::: Data shown

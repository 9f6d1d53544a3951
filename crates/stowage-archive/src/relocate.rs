// SPDX-FileCopyrightText: 2026 Stowage Contributors
// SPDX-License-Identifier: MIT OR Apache-2.0

//! Stage 3: move the channel under the archive category.

use stowage_core::{ChannelInfo, GuildApi};
use tracing::info;

use crate::error::ArchiveError;

/// Reparents `channel` under `category` with permissions synced to the category.
///
/// Returns the channel as it stands after the move; its overwrites are now
/// the category's.
pub async fn relocate(
    guild: &dyn GuildApi,
    channel: &ChannelInfo,
    category: &ChannelInfo,
) -> Result<ChannelInfo, ArchiveError> {
    let moved = guild
        .set_parent(channel.id, category.id, true)
        .await
        .map_err(|source| ArchiveError::RelocationFailed { source })?;

    info!(
        channel_id = %moved.id,
        category_id = %category.id,
        overwrites = moved.overwrites.len(),
        "moved channel into archive category"
    );
    Ok(moved)
}
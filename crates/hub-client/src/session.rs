//! Login exchange and session cache
//!
//! Owns the credential pair and the cached bearer token with its expiry. The
//! whole check-or-refresh sequence runs under one tokio Mutex, including the
//! login round trip, so concurrent callers never interleave exchanges. A
//! failed exchange leaves the previous session untouched; the next call
//! simply retries the login.

use std::time::SystemTime;

use serde::{Deserialize, Serialize};
use tokio::sync::Mutex;
use tracing::{debug, info, warn};

use crate::client::status_accepted;
use crate::constants::LOGIN_PATH;
use crate::error::{Error, Result};
use crate::jwt;
use crate::secret::Password;

/// Login request body.
#[derive(Debug, Serialize)]
pub(crate) struct Credentials {
    pub username: String,
    pub password: Password,
}

/// Login response body. The token is a standard three-segment JWT.
#[derive(Deserialize)]
struct TokenResponse {
    token: String,
}

/// A cached bearer token and the instant it stops being valid.
#[derive(Debug)]
struct Session {
    token: String,
    expires_at: SystemTime,
}

/// Serializes login exchanges and caches the resulting session.
///
/// One instance per [`crate::HubClient`]; the session is never shared across
/// client instances.
#[derive(Debug)]
pub(crate) struct SessionManager {
    credentials: Credentials,
    login_url: String,
    session: Mutex<Option<Session>>,
}

impl SessionManager {
    pub fn new(base_url: &str, credentials: Credentials) -> Self {
        Self {
            credentials,
            login_url: format!("{base_url}{LOGIN_PATH}"),
            session: Mutex::new(None),
        }
    }

    /// Return a bearer token that is valid right now, performing a login
    /// exchange if the cached one is absent or expired.
    ///
    /// The session lock is held for the whole check-or-refresh sequence, so
    /// callers that arrive during a refresh wait and then reuse the fresh
    /// token instead of racing their own exchange.
    pub async fn bearer_token(&self, http: &reqwest::Client) -> Result<String> {
        let mut session = self.session.lock().await;

        if let Some(current) = session.as_ref() {
            if SystemTime::now() < current.expires_at {
                debug!("cached session still valid, skipping login");
                return Ok(current.token.clone());
            }
        }

        debug!(url = %self.login_url, "session absent or expired, logging in");

        let body = serde_json::to_vec(&self.credentials)
            .map_err(|e| Error::Config(format!("serializing credentials: {e}")))?;

        let response = http
            .post(&self.login_url)
            .header(reqwest::header::CONTENT_TYPE, "application/json")
            .body(body)
            .send()
            .await
            .map_err(|e| Error::Http(format!("login request failed: {e}")))?;

        let status = response.status();
        if !status_accepted(status) {
            warn!(%status, "login rejected");
            return Err(Error::Login(format!("login endpoint returned {status}")));
        }

        let token_response: TokenResponse = response
            .json()
            .await
            .map_err(|e| Error::TokenParse(format!("invalid login response: {e}")))?;

        let expires_at = jwt::expiration(&token_response.token)?;

        info!(expires_at = ?expires_at, "session refreshed");
        *session = Some(Session {
            token: token_response.token.clone(),
            expires_at,
        });
        Ok(token_response.token)
    }
}
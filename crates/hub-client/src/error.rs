//! Error types for hub client operations

use reqwest::StatusCode;

/// Errors from session management and request dispatch.
///
/// Nothing here is retried by this crate: every failure returns to the caller
/// immediately, and the client stays usable afterwards (an unauthenticated
/// session simply retries the login exchange on the next call).
#[derive(Debug, thiserror::Error)]
pub enum Error {
    /// Client construction or configuration problem.
    #[error("configuration error: {0}")]
    Config(String),

    /// Request construction or transport failure (connection refused, DNS,
    /// timeout, cancellation).
    #[error("HTTP request failed: {0}")]
    Http(String),

    /// The login endpoint rejected the credential exchange.
    #[error("login failed: {0}")]
    Login(String),

    /// The login response body or the token inside it could not be parsed.
    #[error("token parse error: {0}")]
    TokenParse(String),

    /// The token payload carries no numeric `exp` claim.
    #[error("could not find expiration in token")]
    MissingExpiry,

    /// An authenticated call returned a non-success status. Displays the raw
    /// response body; callers depend on the server's diagnostic text.
    #[error("{body}")]
    Api { status: StatusCode, body: String },

    /// A success-status response body failed JSON decoding. Distinct from
    /// [`Error::Api`]: the HTTP layer considered the call successful.
    #[error("decode error: {0}")]
    Decode(String),
}

/// Result alias for hub client operations.
pub type Result<T> = std::result::Result<T, Error>;

#[cfg(test)]
mod tests {
    use super::*;

    #[test]
    fn api_error_displays_raw_body_only() {
        let err = Error::Api {
            status: StatusCode::NOT_FOUND,
            body: r#"{"message":"not found"}"#.into(),
        };
        assert_eq!(err.to_string(), r#"{"message":"not found"}"#);
    }

    #[test]
    fn missing_expiry_message_is_stable() {
        assert_eq!(
            Error::MissingExpiry.to_string(),
            "could not find expiration in token"
        );
    }

    #[test]
    fn login_error_carries_status_line() {
        let err = Error::Login("login endpoint returned 401 Unauthorized".into());
        assert!(err.to_string().contains("401 Unauthorized"), "got: {err}");
    }
}
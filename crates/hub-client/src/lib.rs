//! Session-managing client for the hub HTTP API
//!
//! Authenticates with username/password against the hub's login endpoint,
//! caches the returned bearer token, and transparently logs in again once the
//! token expires. Refreshes are serialized behind a single lock so concurrent
//! callers never interleave login exchanges.
//!
//! Call flow:
//! 1. Consumer builds a [`Config`] (directly or via [`Config::from_env`])
//! 2. [`HubClient::new`] builds the shared HTTP transport
//! 3. [`HubClient::send`] ensures a valid token, attaches it, dispatches the
//!    request, classifies the response, and decodes the body
//!
//! Resource-specific wrappers (repositories, org settings, and so on) live
//! with the consumer; this crate provides only the authenticated transport.

pub mod client;
pub mod config;
pub mod constants;
pub mod error;
pub mod secret;

mod jwt;
mod session;

pub use client::HubClient;
pub use config::Config;
pub use error::{Error, Result};
pub use secret::Password;

// Re-exported so consumers don't need a direct reqwest dependency to name
// request methods.
pub use reqwest::Method;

::::::

Exercise goal:
The whole of the material above should be given again exactly.

Answer below:
repository 9f6d1d53544a3951
filename crates/stowage-archive/src/relocate.rs
// SPDX-FileCopyrightText: 2026 Stowage Contributors
// SPDX-License-Identifier: MIT OR Apache-2.0

//! Stage 3: move the channel under the archive category.

use stowage_core::{ChannelInfo, GuildApi};
use tracing::info;

use crate::error::ArchiveError;

/// Reparents `channel` under `category` with permissions synced to the category.
///
/// Returns the channel as it stands after the move; its overwrites are now
/// the category's.
pub async fn relocate(
    guild: &dyn GuildApi,
    channel: &ChannelInfo,
    category: &ChannelInfo,
) -> Result<ChannelInfo, ArchiveError> {
    let moved = guild
        .set_parent(channel.id, category.id, true)
        .await
        .map_err(|source| ArchiveError::RelocationFailed { source })?;

    info!(
        channel_id = %moved.id,
        category_id = %category.id,
        overwrites = moved.overwrites.len(),
        "moved channel into archive category"
    );
    Ok(moved)
}
filename crates/hub-client/src/session.rs
//! Login exchange and session cache
//!
//! Owns the credential pair and the cached bearer token with its expiry. The
//! whole check-or-refresh sequence runs under one tokio Mutex, including the
//! login round trip, so concurrent callers never interleave exchanges. A
//! failed exchange leaves the previous session untouched; the next call
//! simply retries the login.

use std::time::SystemTime;

use serde::{Deserialize, Serialize};
use tokio::sync::Mutex;
use tracing::{debug, info, warn};

use crate::client::status_accepted;
use crate::constants::LOGIN_PATH;
use crate::error::{Error, Result};
use crate::jwt;
use crate::secret::Password;

/// Login request body.
#[derive(Debug, Serialize)]
pub(crate) struct Credentials {
    pub username: String,
    pub password: Password,
}

/// Login response body. The token is a standard three-segment JWT.
#[derive(Deserialize)]
struct TokenResponse {
    token: String,
}

/// A cached bearer token and the instant it stops being valid.
#[derive(Debug)]
struct Session {
    token: String,
    expires_at: SystemTime,
}

/// Serializes login exchanges and caches the resulting session.
///
/// One instance per [`crate::HubClient`]; the session is never shared across
/// client instances.
#[derive(Debug)]
pub(crate) struct SessionManager {
    credentials: Credentials,
    login_url: String,
    session: Mutex<Option<Session>>,
}

impl SessionManager {
    pub fn new(base_url: &str, credentials: Credentials) -> Self {
        Self {
            credentials,
            login_url: format!("{base_url}{LOGIN_PATH}"),
            session: Mutex::new(None),
        }
    }

    /// Return a bearer token that is valid right now, performing a login
    /// exchange if the cached one is absent or expired.
    ///
    /// The session lock is held for the whole check-or-refresh sequence, so
    /// callers that arrive during a refresh wait and then reuse the fresh
    /// token instead of racing their own exchange.
    pub async fn bearer_token(&self, http: &reqwest::Client) -> Result<String> {
        let mut session = self.session.lock().await;

        if let Some(current) = session.as_ref() {
            if SystemTime::now() < current.expires_at {
                debug!("cached session still valid, skipping login");
                return Ok(current.token.clone());
            }
        }

        debug!(url = %self.login_url, "session absent or expired, logging in");

        let body = serde_json::to_vec(&self.credentials)
            .map_err(|e| Error::Config(format!("serializing credentials: {e}")))?;

        let response = http
            .post(&self.login_url)
            .header(reqwest::header::CONTENT_TYPE, "application/json")
            .body(body)
            .send()
            .await
            .map_err(|e| Error::Http(format!("login request failed: {e}")))?;

        let status = response.status();
        if !status_accepted(status) {
            warn!(%status, "login rejected");
            return Err(Error::Login(format!("login endpoint returned {status}")));
        }

        let token_response: TokenResponse = response
            .json()
            .await
            .map_err(|e| Error::TokenParse(format!("invalid login response: {e}")))?;

        let expires_at = jwt::expiration(&token_response.token)?;

        info!(expires_at = ?expires_at, "session refreshed");
        *session = Some(Session {
            token: token_response.token.clone(),
            expires_at,
        });
        Ok(token_response.token)
    }
}
filename crates/hub-client/src/error.rs
//! Error types for hub client operations

use reqwest::StatusCode;

/// Errors from session management and request dispatch.
///
/// Nothing here is retried by this crate: every failure returns to the caller
/// immediately, and the client stays usable afterwards (an unauthenticated
/// session simply retries the login exchange on the next call).
#[derive(Debug, thiserror::Error)]
pub enum Error {
    /// Client construction or configuration problem.
    #[error("configuration error: {0}")]
    Config(String),

    /// Request construction or transport failure (connection refused, DNS,
    /// timeout, cancellation).
    #[error("HTTP request failed: {0}")]
    Http(String),

    /// The login endpoint rejected the credential exchange.
    #[error("login failed: {0}")]
    Login(String),

    /// The login response body or the token inside it could not be parsed.
    #[error("token parse error: {0}")]
    TokenParse(String),

    /// The token payload carries no numeric `exp` claim.
    #[error("could not find expiration in token")]
    MissingExpiry,

    /// An authenticated call returned a non-success status. Displays the raw
    /// response body; callers depend on the server's diagnostic text.
    #[error("{body}")]
    Api { status: StatusCode, body: String },

    /// A success-status response body failed JSON decoding. Distinct from
    /// [`Error::Api`]: the HTTP layer considered the call successful.
    #[error("decode error: {0}")]
    Decode(String),
}

/// Result alias for hub client operations.
pub type Result<T> = std::result::Result<T, Error>;

#[cfg(test)]
mod tests {
    use super::*;

    #[test]
    fn api_error_displays_raw_body_only() {
        let err = Error::Api {
            status: StatusCode::NOT_FOUND,
            body: r#"{"message":"not found"}"#.into(),
        };
        assert_eq!(err.to_string(), r#"{"message":"not found"}"#);
    }

    #[test]
    fn missing_expiry_message_is_stable() {
        assert_eq!(
            Error::MissingExpiry.to_string(),
            "could not find expiration in token"
        );
    }

    #[test]
    fn login_error_carries_status_line() {
        let err = Error::Login("login endpoint returned 401 Unauthorized".into());
        assert!(err.to_string().contains("401 Unauthorized"), "got: {err}");
    }
}
filename crates/hub-client/src/lib.rs
//! Session-managing client for the hub HTTP API
//!
//! Authenticates with username/password against the hub's login endpoint,
//! caches the returned bearer token, and transparently logs in again once the
//! token expires. Refreshes are serialized behind a single lock so concurrent
//! callers never interleave login exchanges.
//!
//! Call flow:
//! 1. Consumer builds a [`Config`] (directly or via [`Config::from_env`])
//! 2. [`HubClient::new`] builds the shared HTTP transport
//! 3. [`HubClient::send`] ensures a valid token, attaches it, dispatches the
//!    request, classifies the response, and decodes the body
//!
//! Resource-specific wrappers (repositories, org settings, and so on) live
//! with the consumer; this crate provides only the authenticated transport.

pub mod client;
pub mod config;
pub mod constants;
pub mod error;
pub mod secret;

mod jwt;
mod session;

pub use client::HubClient;
pub use config::Config;
pub use error::{Error, Result};
pub use secret::Password;

// Re-exported so consumers don't need a direct reqwest dependency to name
// request methods.
pub use reqwest::Method;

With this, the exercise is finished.